Em busca dos cinemas perdidos

por: João Batista de Brito

Hoje, dia 17 de outubro de 2017, tem início a XXI versão do SOCINE, evento de caráter cinematográfico, este ano acontecendo em João Pessoa. Mas não é do SOCINE que quero falar. Antes dele, houve o PRÉ-SOCINE, uma atividade organizada pelos pesquisadores e estudiosos do cinema João Luiz Vieira, André Dib e Talitha Ferraz. 

E que atividade foi esta? Teve o nome de “História de cinemas: exibição, modos de ver, experiências locais e regionais”, mas, de minha parte, eu a chamaria de “Em busca dos cinemas perdidos”. 

Na Sala Aruanda, da UFPB, em formato seminário/oficina, o trio expôs e debateu com os interessados – alunos, professores e demais – questões relativas ao “estudo do espaço de exibição cinematográfica e sua articulação com a fruição fílmica, que implica a experiência pessoal (afetiva e sensorial) e os desdobramentos relativos aos espaços de exibição e interação coletiva em sua diversidade espectatorial.” 

Em outras palavras, deslocou-se o foco da História do Cinema para as histórias dos cinemas. 

A oficina do PRÉ-SOCINE acontecendo…

Hoje em dia, e no mundo todo, a gente sabe, a fruição cinematográfica está limitada aos impessoais cinemas de Shopping, e/ou aos meios caseiros do DVD, Blu-ray ou computadores, e, para a juventude atual, essas parecem ser as formas ´normais´ de ver cinema. 

A oficina do PRÉ-SOCINE deu protagonismo ao passado, quando os cinemas tinham calçadas e endereço e, mais que isso, tinham personalidade, cada um no seu prédio próprio, de arquitetura autônoma. O objetivo, porém, não foi estimular o saudosismo, e sim, propor um posicionamento com relação à situação dessas antigas salas de exibição. 

O que ainda resta desses cinemas antigos? Foram demolidos ou estão em ruinas? Sabe-se ainda onde se situavam? Os seus prédios ainda são reconhecíveis? Estão parcialmente restaurados, mesmo que para outras empresas? Ainda guardam traços arquitetônicos do que foram? Seria possível deles resgatar resquícios de qualquer ordem que seja? 

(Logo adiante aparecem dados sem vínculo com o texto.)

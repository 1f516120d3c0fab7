// =============================================================================
// Scheduler (C6) — single event loop, job dedup, spider supervision
// =============================================================================
//
// One cooperative `tokio::time::interval` tick per job, following the
// teacher's own loop shape (`tokio::spawn` + `interval.tick().await` per
// concern) rather than pulling in a cron crate. Every job checks a shared
// `running: HashSet<String>` guard before firing so a slow run is never
// doubled up by the next tick (`max_instances=1`, "skip if already running"
// semantics).
//
// Spiders are supervised separately: each run gets its own page from the
// shared `BrowserPool`, is wrapped in a hard `SPIDER_TIMEOUT`, and its
// outcome is appended to an in-memory `CrawlRunLog` ring buffer for
// operational visibility. The log is not persisted — a restart starts it
// empty.
// =============================================================================

use std::collections::{HashSet, VecDeque};
use std::sync::Arc;

use parking_lot::Mutex;
use tokio::time::Duration;
use tracing::{error, info, warn};

use crate::collectors::spiders::{BrowserPool, Spider, SPIDER_TIMEOUT};
use crate::kline_sync::KlineSyncEngine;
use crate::market_data_service::MarketDataService;
use crate::runtime_config::RuntimeConfig;
use crate::store::Store;
use crate::types::Interval;

const MARKET_CACHE_REFRESH_PERIOD: Duration = Duration::from_secs(60);
const KLINES_INCREMENTAL_SYNC_PERIOD: Duration = Duration::from_secs(15 * 60);
const CRAWLER_CHECK_PERIOD: Duration = Duration::from_secs(5 * 60);
const PORTFOLIO_SNAPSHOT_PERIOD: Duration = Duration::from_secs(60 * 60);
const FLUSH_RISK_EVENTS_PERIOD: Duration = Duration::from_secs(5 * 60);

/// How many completed runs the in-memory crawl log retains before it starts
/// dropping the oldest entry.
const CRAWL_LOG_CAPACITY: usize = 200;

#[derive(Debug, Clone)]
pub struct CrawlRunRecord {
    pub data_type: String,
    pub started_at_ms: i64,
    pub duration_ms: u64,
    pub item_count: usize,
    pub error: Option<String>,
}

/// Bounded, in-memory ring buffer of spider run outcomes. Deliberately not
/// persisted — this is operational visibility, not an audit trail.
#[derive(Default)]
pub struct CrawlRunLog {
    records: Mutex<VecDeque<CrawlRunRecord>>,
}

impl CrawlRunLog {
    pub fn new() -> Self {
        Self {
            records: Mutex::new(VecDeque::with_capacity(CRAWL_LOG_CAPACITY)),
        }
    }

    fn push(&self, record: CrawlRunRecord) {
        let mut records = self.records.lock();
        if records.len() == CRAWL_LOG_CAPACITY {
            records.pop_front();
        }
        records.push_back(record);
    }

    pub fn recent(&self, limit: usize) -> Vec<CrawlRunRecord> {
        let records = self.records.lock();
        records.iter().rev().take(limit).cloned().collect()
    }
}

/// Guards against overlapping runs of the same job — a tick that finds its
/// job already marked running is skipped entirely rather than queued.
#[derive(Default)]
struct RunningGuard {
    running: Mutex<HashSet<&'static str>>,
}

impl RunningGuard {
    fn try_enter(&self, job: &'static str) -> bool {
        self.running.lock().insert(job)
    }

    fn leave(&self, job: &'static str) {
        self.running.lock().remove(job);
    }
}

pub struct Scheduler {
    store: Arc<Store>,
    market_data: Arc<MarketDataService>,
    kline_sync: Arc<KlineSyncEngine>,
    config: Arc<RuntimeConfig>,
    browser_pool: Arc<BrowserPool>,
    crawl_log: Arc<CrawlRunLog>,
    guard: Arc<RunningGuard>,
}

impl Scheduler {
    pub fn new(
        store: Arc<Store>,
        market_data: Arc<MarketDataService>,
        kline_sync: Arc<KlineSyncEngine>,
        config: Arc<RuntimeConfig>,
        browser_pool: Arc<BrowserPool>,
    ) -> Self {
        Self {
            store,
            market_data,
            kline_sync,
            config,
            browser_pool,
            crawl_log: Arc::new(CrawlRunLog::new()),
            guard: Arc::new(RunningGuard::default()),
        }
    }

    pub fn crawl_log(&self) -> Arc<CrawlRunLog> {
        self.crawl_log.clone()
    }

    /// Register and start the five default jobs. Each runs in its own
    /// `tokio::spawn`'d loop, independent of the others — a slow or failing
    /// job never blocks a sibling's tick.
    pub fn start(self: &Arc<Self>, spiders: Vec<Arc<dyn Spider>>) {
        self.spawn_market_cache_refresh();
        self.spawn_klines_incremental_sync();
        self.spawn_crawler_check(spiders);
        self.spawn_portfolio_snapshot();
        self.spawn_flush_risk_events();
    }

    fn spawn_market_cache_refresh(self: &Arc<Self>) {
        let this = self.clone();
        tokio::spawn(async move {
            let mut interval = tokio::time::interval(MARKET_CACHE_REFRESH_PERIOD);
            loop {
                interval.tick().await;
                this.run_guarded("market_cache_refresh", || this.market_cache_refresh()).await;
            }
        });
    }

    fn spawn_klines_incremental_sync(self: &Arc<Self>) {
        let this = self.clone();
        tokio::spawn(async move {
            let mut interval = tokio::time::interval(KLINES_INCREMENTAL_SYNC_PERIOD);
            loop {
                interval.tick().await;
                this.run_guarded("klines_incremental_sync", || this.klines_incremental_sync()).await;
            }
        });
    }

    fn spawn_crawler_check(self: &Arc<Self>, spiders: Vec<Arc<dyn Spider>>) {
        let this = self.clone();
        tokio::spawn(async move {
            let mut interval = tokio::time::interval(CRAWLER_CHECK_PERIOD);
            loop {
                interval.tick().await;
                let spiders = spiders.clone();
                this.run_guarded("crawler_check", || this.crawler_check(spiders)).await;
            }
        });
    }

    fn spawn_portfolio_snapshot(self: &Arc<Self>) {
        let this = self.clone();
        tokio::spawn(async move {
            let mut interval = tokio::time::interval(PORTFOLIO_SNAPSHOT_PERIOD);
            loop {
                interval.tick().await;
                this.run_guarded("portfolio_snapshot", || this.portfolio_snapshot()).await;
            }
        });
    }

    fn spawn_flush_risk_events(self: &Arc<Self>) {
        let this = self.clone();
        tokio::spawn(async move {
            let mut interval = tokio::time::interval(FLUSH_RISK_EVENTS_PERIOD);
            loop {
                interval.tick().await;
                this.run_guarded("flush_risk_events", || this.flush_risk_events()).await;
            }
        });
    }

    /// `replace_existing` + `max_instances=1`: if the previous tick's run of
    /// `job` hasn't finished yet, this tick is dropped silently (logged at
    /// debug volume) instead of stacking up a second concurrent run.
    async fn run_guarded<F, Fut>(&self, job: &'static str, f: F)
    where
        F: FnOnce() -> Fut,
        Fut: std::future::Future<Output = ()>,
    {
        if !self.guard.try_enter(job) {
            warn!(job, "previous run still in progress, skipping this tick");
            return;
        }
        f().await;
        self.guard.leave(job);
    }

    async fn market_cache_refresh(&self) {
        for symbol in &self.config.symbols {
            if self.market_data.refresh_market_cache(symbol).await.is_none() {
                warn!(symbol, "market cache refresh could not obtain a 24h ticker");
            }
        }
    }

    async fn klines_incremental_sync(&self) {
        let tfs = [Interval::M15, Interval::H1, Interval::H4];
        self.kline_sync.sync_watch_set(&self.config.symbols, &tfs).await;
    }

    /// Runs every registered spider once per tick, each under its own
    /// borrowed page and hard timeout. A spider that times out or errors is
    /// logged and recorded in the crawl log; it never aborts the others.
    async fn crawler_check(&self, spiders: Vec<Arc<dyn Spider>>) {
        for spider in spiders {
            let started_at_ms = crate::util::now_ms();
            let started = std::time::Instant::now();
            let page = self.browser_pool.acquire_page().await;

            let outcome = tokio::time::timeout(SPIDER_TIMEOUT, spider.run(page)).await;

            let record = match outcome {
                Ok(Ok(rows)) => {
                    let item_count = rows.len();
                    for row in rows {
                        if let Err(e) = self.store.insert_crawled_if_absent(
                            &row.data_type,
                            &row.date,
                            row.value,
                            row.raw.as_deref(),
                        ) {
                            error!(data_type = %row.data_type, error = %e, "failed to persist crawled datum");
                        }
                    }
                    CrawlRunRecord {
                        data_type: spider.data_type().to_string(),
                        started_at_ms,
                        duration_ms: started.elapsed().as_millis() as u64,
                        item_count,
                        error: None,
                    }
                }
                Ok(Err(e)) => {
                    warn!(data_type = spider.data_type(), error = %e, "spider run failed");
                    CrawlRunRecord {
                        data_type: spider.data_type().to_string(),
                        started_at_ms,
                        duration_ms: started.elapsed().as_millis() as u64,
                        item_count: 0,
                        error: Some(e.to_string()),
                    }
                }
                Err(_) => {
                    warn!(data_type = spider.data_type(), "spider run exceeded hard timeout, cancelled");
                    CrawlRunRecord {
                        data_type: spider.data_type().to_string(),
                        started_at_ms,
                        duration_ms: started.elapsed().as_millis() as u64,
                        item_count: 0,
                        error: Some("timed out".to_string()),
                    }
                }
            };

            self.crawl_log.push(record);
        }
    }

    /// Stub: no portfolio/position concept exists in this service; kept as
    /// a registered no-op job so the job grid matches the original
    /// five-job schedule rather than silently dropping a slot.
    async fn portfolio_snapshot(&self) {
        info!("portfolio_snapshot tick (no-op: no position tracking in this service)");
    }

    /// Stub: no risk-event queue exists in this service; see
    /// `portfolio_snapshot` for why the slot is kept rather than removed.
    async fn flush_risk_events(&self) {
        info!("flush_risk_events tick (no-op: no risk-event queue in this service)");
    }
}

#[cfg(test)]
mod tests {
    use super::*;

    #[test]
    fn running_guard_rejects_reentry_until_left() {
        let guard = RunningGuard::default();
        assert!(guard.try_enter("job_a"));
        assert!(!guard.try_enter("job_a"));
        guard.leave("job_a");
        assert!(guard.try_enter("job_a"));
    }

    #[test]
    fn crawl_log_caps_at_capacity_and_returns_newest_first() {
        let log = CrawlRunLog::new();
        for i in 0..(CRAWL_LOG_CAPACITY + 10) {
            log.push(CrawlRunRecord {
                data_type: format!("tag-{i}"),
                started_at_ms: i as i64,
                duration_ms: 1,
                item_count: 0,
                error: None,
            });
        }
        let recent = log.recent(5);
        assert_eq!(recent.len(), 5);
        assert_eq!(recent[0].data_type, format!("tag-{}", CRAWL_LOG_CAPACITY + 9));
    }

    #[tokio::test]
    async fn run_guarded_skips_when_already_running() {
        let store = Arc::new(Store::open_in_memory().unwrap());
        let exchange = Arc::new(crate::binance::client::ExchangeClient::new(
            "https://api.binance.com",
            "https://data-api.binance.vision",
        ));
        let config = Arc::new(RuntimeConfig::default());
        let market_data = Arc::new(MarketDataService::new(
            store.clone(),
            exchange.clone(),
            Arc::new(crate::collectors::macro_client::MacroClient::new("")),
            Arc::new(crate::collectors::sentiment::SentimentClient::new()),
            Arc::new(crate::collectors::stablecoin::StablecoinClient::new()),
            Arc::new(crate::collectors::onchain::OnChainClients::new()),
            Arc::new(crate::collectors::etf_onchain::EtfOnchainClient::new(Duration::from_millis(1))),
        ));
        let limiter = Arc::new(crate::rate_limit::RateLimiter::from_params(
            config.rate_limit.max_rate,
            config.rate_limit.burst,
            config.rate_limit.kline_concurrency,
        ));
        let kline_sync = Arc::new(KlineSyncEngine::new(store.clone(), exchange, limiter));
        let scheduler = Arc::new(Scheduler::new(
            store,
            market_data,
            kline_sync,
            config,
            Arc::new(BrowserPool::new()),
        ));

        assert!(scheduler.guard.try_enter("probe"));
        let ran = Arc::new(Mutex::new(false));
        let ran2 = ran.clone();
        scheduler
            .run_guarded("probe", || async move {
                *ran2.lock() = true;
            })
            .await;
        assert!(!*ran.lock(), "job body must not run while already marked running");
        scheduler.guard.leave("probe");
    }
}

Sugerindo, entre várias outras iniciativas, a criação de grupos de estudo sobre a temática, a oficina do PRÉ-SOCINE propôs a criação de uma rede de interessados que ficariam ligados, entre outras coisas, para a configuração de um mapa (local, regional ou nacional) dos cinemas extintos. E, naturalmente, que cada um, se dedique à pesquisa sobre os casos mais próximos a si mesmo, espacial ou emocionalmente. 

Uma atitude pode ser o mero registro, fotográfico, fílmico ou de outra ordem; mas, não se descartam as iniciativas de buscar formas de luta para recuperar os prédios recuperáveis, eventualmente, propondo-se a autoridades governamentais a transformação em fundações de cultura, como está no exemplo do Cinema São José, em Campina Grande. Para ilustrar alternativas possíveis, André Dib exibiu dois curtas que trataram da temática: “Cine Pajeú” e “A morte do cinema”. 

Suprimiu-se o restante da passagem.